Ruby Nation

Ruby Nation
Ruby Nation: The Webcomic

Friday, March 16, 2012

Change Your Tights: Comics Without Frontiers on Superheroes and Drama


While it might not exactly be praise, it was flattering to see my earlier post about superhero fans fearing bad things happening to their favorite characters referenced by Miguel of Comics Without Frontiers. Miguel's blog is always great, thought-provoking reading, but this is an especially good piece.

The just of Miguel's post is a comparison between the drama of Mutant Massacre (one of my favorite comics of all time) and the drama of Fear Itself (the absolute height of mediocrity, without even the entertaining terribleness of Ultimates 3 or Cry for Justice). THere are many great points here, especially the observation that the Avengers never remove their costumes in Fear Itself. They're in their tights the whole mission, without showing any life outside of their battles and missions. You'd figure they'd at least change clothes to ward off the inevitable jock itch of sweaty spandex/leather/latex/armor.

I remember Mark Millar, when he was doing the Ultimates, commenting how he didn't like when Iron Man attended social functions in full armor. This is clear from the Ultimates series, where Tony (and the rest of the cast for that matter) spend as much time in their civvies doing normal-person things as they do on the battlefield in their action suits. Unfortunately, Millar fell victim to the no-life-outside-tights problem in Civil War, where most of the characters just hang around in their tights the whole story, and tense meetings have their drama undercut by the fact that characters are wearing their bird/bee/banana yellow wolverine costumes.

Sunday, March 4, 2012

The "Autism Cure" In Avengers Academy, and The Fascism of Utopia


(This is largely reposted from the Comic Book Resources forums, in response to an issue of Avengers Academy where the corporate sociopath genius kid Jeremy Briggs starts recruiting super-teens away from the school. Veil, formerly a student at Avengers Academy, touts Briggs' merits by mentioning how the work they're doing reforming society and attacking social problems is far more important than fighting villains and getting bloody hands. However, the example she gives of her work is a cure for autism. Since I normally like Avengers Academy, and since Marvel is one of my main hyper-focused Aspergian interests, this read like a punch to the gut).

Wether it was Gage's intent or not, Veil's line about working on a cure for autism immediately made me want the proper Avengers to take down Briggs and anyone working with him.

The kind of " utopia " Briggs is working towards, like most science fiction utopias, is the ideal of a few imposed upon everyone else. It's getting rid of things that people consider problems with easy solutions, by making a magic pill to cure any perceived imperfections, or using force to quietly subdue any dissidents. It's creating a pretty-looking, clean community by retroactively removing any evidence that it might have been dirty, working towards an ideal while forgetting the minority experiences that give humanity diversity, meaning, and narrative.

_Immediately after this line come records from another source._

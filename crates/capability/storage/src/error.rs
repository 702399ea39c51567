//! 存储层错误类型
//!
//! 统一封装底层错误：
//! - SQL 执行错误
//! - 连接错误
//! - 数据一致性错误（非法枚举值、越界整数）

#[derive(Debug)]
pub struct StorageError {
    message: String,
}

impl StorageError {
    pub fn new(message: impl Into<String>) -> Self {
        Self {
            message: message.into(),
        }
    }
}

impl std::fmt::Display for StorageError {
    fn fmt(&self, f: &mut std::fmt::Formatter<'_>) -> std::fmt::Result {
        write!(f, "{}", self.message)
    }
}

impl std::error::Error for StorageError {}

impl From<sqlx::Error> for StorageError {
    fn from(err: sqlx::Error) -> Self {
        Self::new(err.to_string())
    }
}
//! 数据点地址解析
//!
//! 把 `(协议, 地址字符串, 数据类型字符串)` 解析为协议原生的读写目标与数值类型：
//!
//! | 协议 | 地址示例 | 类型示例 |
//! |------|----------|----------|
//! | Modbus | `40001` | `holding_int32`、`input`、`coil`、`float32` |
//! | S7 | `DB1.4`、`DB1.DBW4` | `INT`、`REAL`、`BOOL` |
//! | FINS | `DM100`、`CIO20` | `uint16`、`int32` |

use crate::codec::{self, ValueType};
use crate::error::ProtocolError;
use crate::s7::MAX_DB_BYTE_OFFSET;
use crate::types::{MemoryArea, ModbusFunction, RawValue, Selector};
use domain::ProtocolKind;

/// 解析后的数据点地址
#[derive(Debug, Clone, PartialEq, Eq)]
pub enum PointAddress {
    Modbus {
        function: ModbusFunction,
        address: u16,
        value_type: ValueType,
    },
    S7 {
        db: u16,
        offset: u32,
        value_type: ValueType,
    },
    Fins {
        area: MemoryArea,
        address: u16,
        value_type: ValueType,
    },
}

impl PointAddress {
    pub fn resolve(
        protocol: ProtocolKind,
        address: &str,
        data_type: &str,
    ) -> Result<Self, ProtocolError> {
        match protocol {
            ProtocolKind::ModbusTcp | ProtocolKind::ModbusRtu | ProtocolKind::ModbusAscii => {
                let (function, value_type) = parse_modbus_type(data_type);
                Ok(Self::Modbus {
                    function,
                    address: parse_number(address)?,
                    value_type,
                })
            }
            ProtocolKind::Siemens => {
                let (db, offset) = parse_s7_address(address)?;
                Ok(Self::S7 {
                    db,
                    offset,
                    value_type: ValueType::parse(data_type).unwrap_or(ValueType::Uint16),
                })
            }
            ProtocolKind::Omron => {
                let (area, address) = parse_fins_address(address)?;
                Ok(Self::Fins {
                    area,
                    address,
                    value_type: ValueType::parse(data_type).unwrap_or(ValueType::Uint16),
                })
            }
        }
    }

    pub fn value_type(&self) -> ValueType {
        match self {
            Self::Modbus { value_type, .. }
            | Self::S7 { value_type, .. }
            | Self::Fins { value_type, .. } => *value_type,
        }
    }

    /// 读取该点所需的选择器（32 位类型读 2 个字 / 4 个字节）。
    pub fn read_selector(&self) -> Selector {
        match *self {
            Self::Modbus {
                function,
                address,
                value_type,
            } => Selector::Modbus {
                function,
                address,
                count: if function.is_bit() {
                    1
                } else {
                    value_type.word_count()
                },
            },
            Self::S7 {
                db,
                offset,
                value_type,
            } => Selector::S7 {
                db,
                offset,
                length: value_type.byte_size() as u16,
            },
            Self::Fins {
                area,
                address,
                value_type,
            } => Selector::Fins {
                area,
                address,
                count: value_type.word_count(),
            },
        }
    }

    /// 原始载荷解码为未缩放的工程值。
    pub fn decode(&self, raw: &RawValue) -> Result<f64, ProtocolError> {
        match (self, raw) {
            (Self::Modbus { .. }, RawValue::Bits(bits)) => bits
                .first()
                .map(|bit| f64::from(u8::from(*bit)))
                .ok_or_else(|| ProtocolError::DataParse("empty bit response".to_string())),
            (Self::Modbus { value_type, .. } | Self::Fins { value_type, .. }, RawValue::Words(words)) => {
                codec::decode_words(words, *value_type)
            }
            (Self::S7 { value_type, .. }, RawValue::Bytes(bytes)) => {
                codec::decode_bytes(bytes, 0, *value_type)
            }
            (_, other) => Err(ProtocolError::DataParse(format!(
                "unexpected {} payload for {self:?}",
                other.kind()
            ))),
        }
    }

    /// 写入目标与编码后的载荷。
    ///
    /// Modbus 线圈写单线圈，保持寄存器单字 0x06、多字 0x10，只读数据区拒绝写入；
    /// S7 写入类型宽度的字节；FINS 写入类型宽度的字。
    pub fn encode_write(&self, value: f64) -> Result<(Selector, RawValue), ProtocolError> {
        match *self {
            Self::Modbus {
                function,
                address,
                value_type,
            } => {
                if !function.is_writable() {
                    return Err(ProtocolError::InvalidSelector(format!(
                        "{function:?} at {address} is read-only"
                    )));
                }
                if function.is_bit() {
                    return Ok((
                        Selector::Modbus {
                            function,
                            address,
                            count: 1,
                        },
                        RawValue::Bits(vec![value != 0.0]),
                    ));
                }
                let words = codec::encode_words(value, value_type)?;
                Ok((
                    Selector::Modbus {
                        function,
                        address,
                        count: words.len() as u16,
                    },
                    RawValue::Words(words),
                ))
            }
            Self::S7 {
                db,
                offset,
                value_type,
            } => {
                let bytes = codec::encode_bytes(value, value_type)?;
                Ok((
                    Selector::S7 {
                        db,
                        offset,
                        length: bytes.len() as u16,
                    },
                    RawValue::Bytes(bytes),
                ))
            }
            Self::Fins {
                area,
                address,
                value_type,
            } => {
                let words = codec::encode_words(value, value_type)?;
                Ok((
                    Selector::Fins {
                        area,
                        address,
                        count: words.len() as u16,
                    },
                    RawValue::Words(words),
                ))
            }
        }
    }
}

/// Modbus 数据类型字段同时表达数据区与数值类型。
///
/// 含 `coil` 或 `bool` 为线圈，含 `discrete` 为离散输入，含 `input` 为输入寄存器，
/// 其余为保持寄存器；数值类型取剩余部分，无法识别时为 uint16。
fn parse_modbus_type(data_type: &str) -> (ModbusFunction, ValueType) {
    let lowered = data_type.trim().to_ascii_lowercase();
    if lowered.contains("discrete") {
        return (ModbusFunction::DiscreteInput, ValueType::Bool);
    }
    if lowered.contains("coil") || lowered.contains("bool") {
        return (ModbusFunction::Coil, ValueType::Bool);
    }

    let function = if lowered.contains("input") {
        ModbusFunction::InputRegister
    } else {
        ModbusFunction::HoldingRegister
    };
    let remainder = lowered
        .replace("input", "")
        .replace("holding", "")
        .replace("register", "");
    let value_type = remainder
        .split(|c: char| c == '_' || c == '-' || c == ' ' || c == ':')
        .filter(|part| !part.is_empty())
        .find_map(ValueType::parse)
        .unwrap_or(ValueType::Uint16);
    (function, value_type)
}

fn parse_number<T: std::str::FromStr>(value: &str) -> Result<T, ProtocolError> {
    value
        .trim()
        .parse()
        .map_err(|_| ProtocolError::InvalidAddress(value.to_string()))
}

/// `DB1.4` / `DB1.DBW4` / `DB1.DBX4.0`（位号忽略，按字节读取）
fn parse_s7_address(address: &str) -> Result<(u16, u32), ProtocolError> {
    let upper = address.trim().to_ascii_uppercase();
    let rest = upper
        .strip_prefix("DB")
        .ok_or_else(|| ProtocolError::InvalidAddress(address.to_string()))?;
    let mut parts = rest.split('.');
    let db = parts
        .next()
        .ok_or_else(|| ProtocolError::InvalidAddress(address.to_string()))?;
    let offset = parts
        .next()
        .map(|part| part.trim_start_matches(|c: char| c.is_ascii_alphabetic()))
        .ok_or_else(|| ProtocolError::InvalidAddress(address.to_string()))?;
    let offset: u32 = parse_number(offset)?;
    if offset > MAX_DB_BYTE_OFFSET {
        return Err(ProtocolError::InvalidAddress(format!(
            "{address}: byte offset above {MAX_DB_BYTE_OFFSET}"
        )));
    }
    Ok((parse_number(db)?, offset))
}

/// 前导字母为存储区，尾部数字为字地址。
fn parse_fins_address(address: &str) -> Result<(MemoryArea, u16), ProtocolError> {
    let trimmed = address.trim();
    let split = trimmed
        .find(|c: char| c.is_ascii_digit())
        .ok_or_else(|| ProtocolError::InvalidAddress(address.to_string()))?;
    let (letters, digits) = trimmed.split_at(split);
    if letters.is_empty() {
        return Err(ProtocolError::InvalidAddress(address.to_string()));
    }
    Ok((MemoryArea::parse(letters)?, parse_number(digits)?))
}
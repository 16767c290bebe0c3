//! Bijections between the algebraic objects making up a puzzle state
//! (permutations, orientation vectors, partition labelings) and dense integer
//! ranks. These ranks are what the move and distance tables are indexed by.
//!
//! All functions here are pure integer arithmetic. Part sizes are small
//! constants (7, 8, 12), so everything is written for clarity of the bijection
//! rather than speed.

/// The number of permutations of `m` items, i.e. `m!`.
pub const fn permutation_count(m: usize) -> usize {
    let mut x = 1;
    let mut i = 2;
    while i <= m {
        x *= i;
        i += 1;
    }
    x
}

/// Rank a permutation of `[0, M)` into `[0, M!)` using the factorial number
/// system. Exact inverse of [`unrank_permutation`].
pub fn rank_permutation<const M: usize>(p: &[u8; M]) -> usize {
    debug_assert!(is_permutation(p), "not a permutation of [0, M)");

    // Reduce each entry by the number of larger entries before it, leaving the
    // Lehmer digits in place, then evaluate them in the mixed radix
    // M, M-1, .., 1.
    let mut digits = *p;
    for i in 0..M {
        for j in i + 1..M {
            if digits[j] > digits[i] {
                digits[j] -= 1;
            }
        }
    }

    let mut x = 0;
    for i in 0..M {
        x = x * (M - i) + digits[i] as usize;
    }
    x
}

/// Unrank `x` in `[0, M!)` back into a permutation of `[0, M)`. Exact inverse
/// of [`rank_permutation`]. Ranks outside the valid range are a caller error.
pub fn unrank_permutation<const M: usize>(mut x: usize) -> [u8; M] {
    assert!(x < permutation_count(M), "permutation rank out of range");

    let mut p = [0u8; M];
    for i in (0..M).rev() {
        p[i] = (x % (M - i)) as u8;
        x /= M - i;
    }
    // Undo the digit reduction: later entries at least as large as an earlier
    // one shift up to make room for it.
    for i in (0..M).rev() {
        for j in i + 1..M {
            if p[j] >= p[i] {
                p[j] += 1;
            }
        }
    }
    p
}

/// The number of orientation vectors of length `m` over the alphabet `[0, n)`
/// whose sum is divisible by `n`, i.e. `n^(m-1)`.
pub const fn orientation_count(m: usize, n: usize) -> usize {
    let mut x = 1;
    let mut i = 1;
    while i < m {
        x *= n;
        i += 1;
    }
    x
}

/// Rank an orientation vector into `[0, n^(M-1))`. The last entry is derived
/// from the others by the sum invariant and does not contribute to the rank.
pub fn rank_orientation<const M: usize>(o: &[u8; M], n: u8) -> usize {
    debug_assert!(
        o.iter().map(|&v| v as usize).sum::<usize>() % n as usize == 0,
        "orientation sum invariant broken"
    );

    o[..M - 1]
        .iter()
        .fold(0, |acc, &v| acc * n as usize + v as usize)
}

/// Unrank `x` in `[0, n^(M-1))` into an orientation vector, synthesizing the
/// last entry so that the sum invariant holds. Exact inverse of
/// [`rank_orientation`].
pub fn unrank_orientation<const M: usize>(mut x: usize, n: u8) -> [u8; M] {
    assert!(x < orientation_count(M, n as usize), "orientation rank out of range");

    let mut o = [0u8; M];
    let mut sum = 0;
    for i in (0..M - 1).rev() {
        o[i] = (x % n as usize) as u8;
        x /= n as usize;
        sum += o[i] as usize;
    }
    o[M - 1] = ((n as usize - sum % n as usize) % n as usize) as u8;
    o
}

/// The number of ways to assign `sum(ns)` positions to groups of sizes `ns`,
/// i.e. the multinomial coefficient `sum(ns)! / (ns[0]! * ns[1]! * ..)`.
pub fn multinomial(ns: &[usize]) -> usize {
    let m = ns.iter().sum::<usize>();
    let mut number = 1;
    let mut i = 0;
    for &n in ns {
        // Running product of binomials; every intermediate division is exact.
        for j in 0..n {
            number = number * (m - i) / (j + 1);
            i += 1;
        }
    }
    number
}

/// Rank a labeling of `M` positions by group ids into `[0, multinomial(ns))`.
/// Exact inverse of [`unrank_label`].
pub fn rank_label<const M: usize>(labels: &[u8; M], ns: &[usize]) -> usize {
    debug_assert_eq!(ns.iter().sum::<usize>(), M);

    let mut number = multinomial(ns);
    let mut remaining = ns.to_vec();
    let mut x = 0;
    for (i, &g) in labels.iter().enumerate() {
        let g = g as usize;
        debug_assert!(remaining[g] > 0, "labeling does not match group sizes");
        for k in 0..g {
            x += number * remaining[k] / (M - i);
        }
        number = number * remaining[g] / (M - i);
        remaining[g] -= 1;
    }
    x
}

/// Unrank `x` in `[0, multinomial(ns))` into a labeling of positions by group
/// ids. Exact inverse of [`rank_label`].
pub fn unrank_label<const M: usize>(x: usize, ns: &[usize]) -> [u8; M] {
    debug_assert_eq!(ns.iter().sum::<usize>(), M);
    let mut number = multinomial(ns);
    assert!(x < number, "labeling rank out of range");

    let mut remaining = ns.to_vec();
    let mut rest = x;
    let mut labels = [0u8; M];
    for (i, label) in labels.iter_mut().enumerate() {
        for (j, r) in remaining.iter_mut().enumerate() {
            if *r == 0 {
                continue;
            }
            // Number of labelings that continue with group j here.
            let number_j = number * *r / (M - i);
            if rest < number_j {
                number = number_j;
                *r -= 1;
                *label = j as u8;
                break;
            }
            rest -= number_j;
        }
    }
    labels
}

/// A partition of the positions `[0, m)` into named groups, each group an
/// ordered sequence of positions. Shared read-only by the coordinate
/// conversions that reduce a permutation to a labeling or to per-group
/// sub-permutations.
#[derive(Debug, Clone, PartialEq, Eq)]
pub struct Orbit {
    positions: Vec<Vec<u8>>,
    sizes: Vec<usize>,
    group_of: Vec<u8>,
    index_in_group: Vec<u8>,
}

impl Orbit {
    /// Build an orbit descriptor from its groups. The groups must partition
    /// `[0, m)` where `m` is the total number of positions.
    pub fn new(groups: Vec<Vec<u8>>) -> Self {
        let m = groups.iter().map(Vec::len).sum::<usize>();
        let sizes = groups.iter().map(Vec::len).collect();
        let mut group_of = vec![u8::MAX; m];
        let mut index_in_group = vec![0; m];
        for (g, group) in groups.iter().enumerate() {
            for (j, &pos) in group.iter().enumerate() {
                let pos = pos as usize;
                assert!(pos < m && group_of[pos] == u8::MAX, "groups must partition [0, m)");
                group_of[pos] = g as u8;
                index_in_group[pos] = j as u8;
            }
        }
        assert!(group_of.iter().all(|&g| g != u8::MAX), "groups must partition [0, m)");

        Orbit {
            positions: groups,
            sizes,
            group_of,
            index_in_group,
        }
    }

    /// The group sizes, in group order.
    pub fn sizes(&self) -> &[usize] {
        &self.sizes
    }

    /// The total number of positions.
    pub fn position_count(&self) -> usize {
        self.group_of.len()
    }

    /// Forget everything about a permutation except which group each
    /// position's image belongs to.
    pub fn label_of<const M: usize>(&self, p: &[u8; M]) -> [u8; M] {
        debug_assert_eq!(M, self.position_count());
        p.map(|v| self.group_of[v as usize])
    }

    /// Restrict an orbit-preserving permutation to the group `g`, re-indexed
    /// by rank within the group. `K` must equal the group's size, and every
    /// image of the group must land back in it (caller error otherwise).
    pub fn sub_permutation<const M: usize, const K: usize>(
        &self,
        p: &[u8; M],
        g: usize,
    ) -> [u8; K] {
        debug_assert_eq!(M, self.position_count());
        assert_eq!(K, self.sizes[g], "sub-permutation size mismatch");

        let mut sub = [0u8; K];
        for (j, out) in sub.iter_mut().enumerate() {
            let image = p[self.positions[g][j] as usize];
            assert_eq!(
                self.group_of[image as usize] as usize, g,
                "permutation does not preserve the orbit"
            );
            *out = self.index_in_group[image as usize];
        }
        sub
    }
}

fn is_permutation<const M: usize>(p: &[u8; M]) -> bool {
    let mut seen = [false; M];
    for &v in p {
        if (v as usize) >= M || seen[v as usize] {
            return false;
        }
        seen[v as usize] = true;
    }
    true
}
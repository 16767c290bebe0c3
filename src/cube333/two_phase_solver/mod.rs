//! The two phase reduction for the 3x3x3: first bring the cube into the
//! subgroup generated by `U, D, R2, L2, F2, B2`, then finish inside it,
//! reusing the same table and search machinery over a coarse and a residual
//! coordinate.

pub mod coords;

pub use coords::PHASE1_BASE;
use coords::{Phase0, Phase1};

use super::{apply_moves, Cube333};
use crate::cache::{fetch_or_build, TableCache};
use crate::coord::CoordSpace;
use crate::error::TableError;
use crate::pruning::ResidueTable;
use crate::search::{combine_solve, ResidueHeuristic};

/// A 3x3x3 solver running Kociemba style two phase searches over mod 3
/// residue tables. Both phase spaces are far too large for exact bytes, so
/// the compressed tables are the only heuristic option here.
pub struct TwoPhaseSolver {
    phase0: Phase0,
    phase1: Phase1,
    residue0: ResidueTable,
    residue1: ResidueTable,
}

impl TwoPhaseSolver {
    /// Build the transition tables, and fetch or build both residue tables
    /// through `cache`.
    ///
    /// Generating a residue table walks every coordinate of its space, which
    /// is a long batch job; hand in a persistent
    /// [`DirCache`](crate::cache::DirCache) so it only ever happens once.
    pub fn new(cache: &dyn TableCache) -> Result<Self, TableError> {
        let phase0 = Phase0::new();
        let phase1 = Phase1::new();
        let residue0 = fetch_or_build(
            cache,
            "cube3.p0.distance_m3",
            |bytes| ResidueTable::from_bytes(bytes, phase0.state_count()),
            ResidueTable::to_bytes,
            || Ok(ResidueTable::generate(&phase0)),
        )?;
        let residue1 = fetch_or_build(
            cache,
            "cube3.p1.distance_m3",
            |bytes| ResidueTable::from_bytes(bytes, phase1.state_count()),
            ResidueTable::to_bytes,
            || Ok(ResidueTable::generate(&phase1)),
        )?;
        Ok(TwoPhaseSolver {
            phase0,
            phase1,
            residue0,
            residue1,
        })
    }

    /// Find a solution of at most `max_len` moves, as indices into the full
    /// [`BASE`](super::BASE), or `None` if the budget is too tight.
    ///
    /// Phase 0 solutions are enumerated in increasing length and each
    /// residual state is finished in phase 1 within the improving budget, so
    /// the result tightens toward optimal the longer the enumeration runs;
    /// see [`combine_solve`] for the stopping rules.
    pub fn solve(&self, cube: &Cube333, max_len: usize) -> Option<Vec<u8>> {
        combine_solve(
            &self.phase0,
            ResidueHeuristic::new(&self.residue0),
            &self.phase1,
            ResidueHeuristic::new(&self.residue1),
            cube,
            apply_moves,
            &PHASE1_BASE,
            max_len,
        )
    }
}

The autism line hits home for me, true, but it's a good example in microcosm of why Briggs is as insidious as any super-villain. Maybe Veil believes that autism is just a disease that abducts children from their parents and creates wall-eyed freaks who will never grow up to prosper, but that's hardly the case for all autistics, most of whom are capable of communication, thought, and contribution (even if on different terms, such as requiring facilitated communication). Worse yet, it excludes people with the condition from the discussion. If Briggs and Veil created a cure for the X-Gene, would it be treated as an altruistic afterthought? How about the gay gene? Does society really get to decide how the individual's neurology should be, and change it by force?

The job of the superhero is to save peoples' lives, not decide how their lives should or shouldn't be. That's the other side of the coin that we've seen since the genre's inception, which is fascism.

And another good quote about the dangers of imposing one's views on others, from Big Boss in the game Metal Gear Solid 4;

" It's not about changing the world. It's about doing our best to leave the world the way it is. It's about respecting the will of others, and believing in your own. "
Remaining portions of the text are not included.